Records supplied
--*--

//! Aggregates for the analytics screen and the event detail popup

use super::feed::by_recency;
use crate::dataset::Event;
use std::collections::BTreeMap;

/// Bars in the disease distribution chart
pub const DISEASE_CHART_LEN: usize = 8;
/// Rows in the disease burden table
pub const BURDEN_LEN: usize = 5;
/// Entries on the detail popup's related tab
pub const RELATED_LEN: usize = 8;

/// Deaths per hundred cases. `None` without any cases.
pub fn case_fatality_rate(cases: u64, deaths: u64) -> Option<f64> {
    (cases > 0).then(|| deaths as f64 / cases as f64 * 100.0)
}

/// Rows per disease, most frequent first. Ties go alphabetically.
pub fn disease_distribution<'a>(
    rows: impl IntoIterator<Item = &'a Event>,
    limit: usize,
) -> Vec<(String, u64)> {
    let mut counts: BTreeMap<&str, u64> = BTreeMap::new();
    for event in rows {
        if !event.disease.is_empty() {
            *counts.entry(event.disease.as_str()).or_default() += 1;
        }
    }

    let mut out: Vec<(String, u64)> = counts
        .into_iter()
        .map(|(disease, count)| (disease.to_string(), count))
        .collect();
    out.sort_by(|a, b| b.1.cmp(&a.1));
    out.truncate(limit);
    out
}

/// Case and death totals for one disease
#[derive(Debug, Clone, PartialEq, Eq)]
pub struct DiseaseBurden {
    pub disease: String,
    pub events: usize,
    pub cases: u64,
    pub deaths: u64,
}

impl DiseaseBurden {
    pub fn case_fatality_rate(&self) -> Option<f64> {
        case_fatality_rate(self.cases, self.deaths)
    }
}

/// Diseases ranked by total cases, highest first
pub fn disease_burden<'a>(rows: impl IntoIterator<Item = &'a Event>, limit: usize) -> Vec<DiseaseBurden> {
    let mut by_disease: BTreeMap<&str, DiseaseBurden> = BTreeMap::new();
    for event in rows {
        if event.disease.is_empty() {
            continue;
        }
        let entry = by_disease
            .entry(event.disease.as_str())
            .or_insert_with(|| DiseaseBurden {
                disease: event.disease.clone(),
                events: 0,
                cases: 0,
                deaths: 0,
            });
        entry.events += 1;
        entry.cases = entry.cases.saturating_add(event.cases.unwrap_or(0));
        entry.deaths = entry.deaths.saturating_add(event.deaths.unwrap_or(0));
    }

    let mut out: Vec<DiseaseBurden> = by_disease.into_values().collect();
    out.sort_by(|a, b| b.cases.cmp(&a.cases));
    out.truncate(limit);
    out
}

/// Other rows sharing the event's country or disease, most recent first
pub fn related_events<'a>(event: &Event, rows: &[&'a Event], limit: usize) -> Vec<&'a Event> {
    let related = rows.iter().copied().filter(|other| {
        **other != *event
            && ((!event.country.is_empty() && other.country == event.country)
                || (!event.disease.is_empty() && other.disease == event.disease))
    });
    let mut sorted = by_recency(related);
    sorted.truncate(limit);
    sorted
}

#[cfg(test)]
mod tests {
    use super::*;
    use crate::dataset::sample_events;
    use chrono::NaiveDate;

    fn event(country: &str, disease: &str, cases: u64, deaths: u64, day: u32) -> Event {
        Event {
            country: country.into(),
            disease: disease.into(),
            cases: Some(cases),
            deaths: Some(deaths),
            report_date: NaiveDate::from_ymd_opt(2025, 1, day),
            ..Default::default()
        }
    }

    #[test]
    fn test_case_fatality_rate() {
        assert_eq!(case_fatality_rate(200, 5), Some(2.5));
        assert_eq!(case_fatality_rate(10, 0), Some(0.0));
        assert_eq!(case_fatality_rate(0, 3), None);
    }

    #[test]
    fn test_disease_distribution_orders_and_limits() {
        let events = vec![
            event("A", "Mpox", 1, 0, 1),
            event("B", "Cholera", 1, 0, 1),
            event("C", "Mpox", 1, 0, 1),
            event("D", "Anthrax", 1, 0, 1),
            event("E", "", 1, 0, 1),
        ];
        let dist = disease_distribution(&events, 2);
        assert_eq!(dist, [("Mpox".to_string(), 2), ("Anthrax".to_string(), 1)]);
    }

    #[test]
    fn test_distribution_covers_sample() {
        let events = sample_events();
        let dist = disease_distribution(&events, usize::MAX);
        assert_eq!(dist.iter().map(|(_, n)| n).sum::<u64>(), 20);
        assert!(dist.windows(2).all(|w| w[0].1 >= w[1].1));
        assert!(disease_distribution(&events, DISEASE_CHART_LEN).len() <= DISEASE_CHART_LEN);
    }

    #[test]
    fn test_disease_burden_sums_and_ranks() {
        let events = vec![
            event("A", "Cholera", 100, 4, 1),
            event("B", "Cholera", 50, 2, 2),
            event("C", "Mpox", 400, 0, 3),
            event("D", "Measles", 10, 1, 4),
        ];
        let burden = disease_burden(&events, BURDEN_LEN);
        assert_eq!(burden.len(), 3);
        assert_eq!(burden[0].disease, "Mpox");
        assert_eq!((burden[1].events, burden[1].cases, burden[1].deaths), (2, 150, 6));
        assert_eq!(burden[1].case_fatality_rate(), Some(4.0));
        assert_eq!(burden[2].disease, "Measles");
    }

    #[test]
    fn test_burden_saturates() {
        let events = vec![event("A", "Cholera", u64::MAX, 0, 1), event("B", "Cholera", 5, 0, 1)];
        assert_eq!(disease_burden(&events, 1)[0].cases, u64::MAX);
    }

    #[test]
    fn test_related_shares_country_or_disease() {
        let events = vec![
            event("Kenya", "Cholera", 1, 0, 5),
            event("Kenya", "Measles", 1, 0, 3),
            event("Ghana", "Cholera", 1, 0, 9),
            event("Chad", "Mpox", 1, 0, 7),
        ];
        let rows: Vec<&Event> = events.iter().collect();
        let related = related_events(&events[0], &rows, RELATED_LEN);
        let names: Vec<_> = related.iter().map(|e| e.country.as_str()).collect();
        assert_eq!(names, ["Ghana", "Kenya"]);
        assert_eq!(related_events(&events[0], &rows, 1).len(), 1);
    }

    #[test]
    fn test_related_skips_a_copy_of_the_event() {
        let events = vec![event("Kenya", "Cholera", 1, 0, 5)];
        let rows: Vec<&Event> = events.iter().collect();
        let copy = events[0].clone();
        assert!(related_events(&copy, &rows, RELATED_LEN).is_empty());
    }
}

--*--

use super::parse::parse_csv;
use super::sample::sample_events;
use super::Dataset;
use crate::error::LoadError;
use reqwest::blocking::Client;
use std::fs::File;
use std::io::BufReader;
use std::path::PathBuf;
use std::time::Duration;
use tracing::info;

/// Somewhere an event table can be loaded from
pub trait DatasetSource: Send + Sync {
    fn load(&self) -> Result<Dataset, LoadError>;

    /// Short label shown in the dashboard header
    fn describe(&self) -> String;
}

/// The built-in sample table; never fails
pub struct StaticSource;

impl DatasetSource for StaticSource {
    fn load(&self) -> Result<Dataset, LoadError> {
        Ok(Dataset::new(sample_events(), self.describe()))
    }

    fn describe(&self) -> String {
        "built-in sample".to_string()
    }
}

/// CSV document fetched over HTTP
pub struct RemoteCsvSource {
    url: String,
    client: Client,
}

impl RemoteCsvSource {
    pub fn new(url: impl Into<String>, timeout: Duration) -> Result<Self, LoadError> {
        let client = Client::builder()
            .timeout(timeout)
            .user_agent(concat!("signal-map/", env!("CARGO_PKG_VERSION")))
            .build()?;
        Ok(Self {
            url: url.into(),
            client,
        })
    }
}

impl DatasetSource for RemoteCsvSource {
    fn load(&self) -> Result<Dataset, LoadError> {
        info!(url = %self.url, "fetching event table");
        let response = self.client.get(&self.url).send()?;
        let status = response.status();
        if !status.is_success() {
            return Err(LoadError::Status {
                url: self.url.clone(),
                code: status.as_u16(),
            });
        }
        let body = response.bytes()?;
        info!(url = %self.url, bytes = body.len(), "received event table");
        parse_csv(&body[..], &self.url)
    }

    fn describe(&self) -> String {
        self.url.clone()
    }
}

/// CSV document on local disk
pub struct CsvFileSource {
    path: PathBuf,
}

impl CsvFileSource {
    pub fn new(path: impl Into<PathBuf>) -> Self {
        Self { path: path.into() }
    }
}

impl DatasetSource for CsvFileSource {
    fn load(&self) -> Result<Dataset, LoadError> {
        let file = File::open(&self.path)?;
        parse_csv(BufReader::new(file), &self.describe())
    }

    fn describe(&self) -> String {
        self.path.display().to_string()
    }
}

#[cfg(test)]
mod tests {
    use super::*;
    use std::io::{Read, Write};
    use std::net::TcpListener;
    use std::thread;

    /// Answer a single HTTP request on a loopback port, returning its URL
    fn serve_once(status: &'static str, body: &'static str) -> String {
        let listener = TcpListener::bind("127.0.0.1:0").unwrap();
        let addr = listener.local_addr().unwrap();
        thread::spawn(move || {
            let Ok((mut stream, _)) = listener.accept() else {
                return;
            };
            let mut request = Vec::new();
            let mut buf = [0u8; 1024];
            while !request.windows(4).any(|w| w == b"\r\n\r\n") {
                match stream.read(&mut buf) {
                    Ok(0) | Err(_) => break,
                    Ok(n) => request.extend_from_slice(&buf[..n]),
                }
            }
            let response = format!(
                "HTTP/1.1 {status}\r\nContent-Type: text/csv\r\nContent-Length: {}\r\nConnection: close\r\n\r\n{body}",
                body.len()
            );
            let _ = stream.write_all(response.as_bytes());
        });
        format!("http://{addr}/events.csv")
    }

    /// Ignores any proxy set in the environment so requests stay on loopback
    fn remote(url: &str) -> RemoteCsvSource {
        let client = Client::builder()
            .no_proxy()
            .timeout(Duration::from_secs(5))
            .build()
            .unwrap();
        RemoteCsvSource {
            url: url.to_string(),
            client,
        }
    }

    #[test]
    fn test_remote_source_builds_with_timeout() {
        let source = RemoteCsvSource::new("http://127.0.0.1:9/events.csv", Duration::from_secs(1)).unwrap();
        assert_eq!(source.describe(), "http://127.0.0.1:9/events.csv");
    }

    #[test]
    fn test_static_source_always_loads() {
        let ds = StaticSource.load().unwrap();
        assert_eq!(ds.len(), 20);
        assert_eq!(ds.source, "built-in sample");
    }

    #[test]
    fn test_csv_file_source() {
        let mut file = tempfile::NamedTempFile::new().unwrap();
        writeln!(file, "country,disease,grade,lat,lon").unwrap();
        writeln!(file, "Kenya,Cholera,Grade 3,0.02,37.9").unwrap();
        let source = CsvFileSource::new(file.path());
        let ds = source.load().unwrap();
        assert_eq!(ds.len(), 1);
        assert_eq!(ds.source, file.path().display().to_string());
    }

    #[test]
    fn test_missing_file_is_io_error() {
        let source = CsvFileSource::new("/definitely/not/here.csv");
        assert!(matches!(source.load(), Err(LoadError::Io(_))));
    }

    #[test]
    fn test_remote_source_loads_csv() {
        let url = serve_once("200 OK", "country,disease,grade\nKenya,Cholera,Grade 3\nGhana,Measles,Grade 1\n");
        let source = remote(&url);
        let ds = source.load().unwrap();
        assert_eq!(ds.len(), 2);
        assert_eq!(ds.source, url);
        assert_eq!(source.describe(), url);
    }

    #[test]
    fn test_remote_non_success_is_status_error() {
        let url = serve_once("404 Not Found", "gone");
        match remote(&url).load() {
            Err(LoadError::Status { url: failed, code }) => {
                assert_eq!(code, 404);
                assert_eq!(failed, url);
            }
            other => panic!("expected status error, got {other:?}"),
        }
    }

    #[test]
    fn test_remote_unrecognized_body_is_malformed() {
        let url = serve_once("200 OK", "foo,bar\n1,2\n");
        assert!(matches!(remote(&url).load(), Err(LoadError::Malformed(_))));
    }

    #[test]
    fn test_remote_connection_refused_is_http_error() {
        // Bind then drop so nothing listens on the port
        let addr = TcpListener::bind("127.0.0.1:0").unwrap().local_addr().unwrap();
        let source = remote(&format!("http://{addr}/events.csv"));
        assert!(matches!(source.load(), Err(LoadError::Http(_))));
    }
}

--*--

The lines to copy are those in the listing that contain "response".

Reply
        let response = self.client.get(&self.url).send()?;
        let status = response.status();
        let body = response.bytes()?;
            let response = format!(
            let _ = stream.write_all(response.as_bytes());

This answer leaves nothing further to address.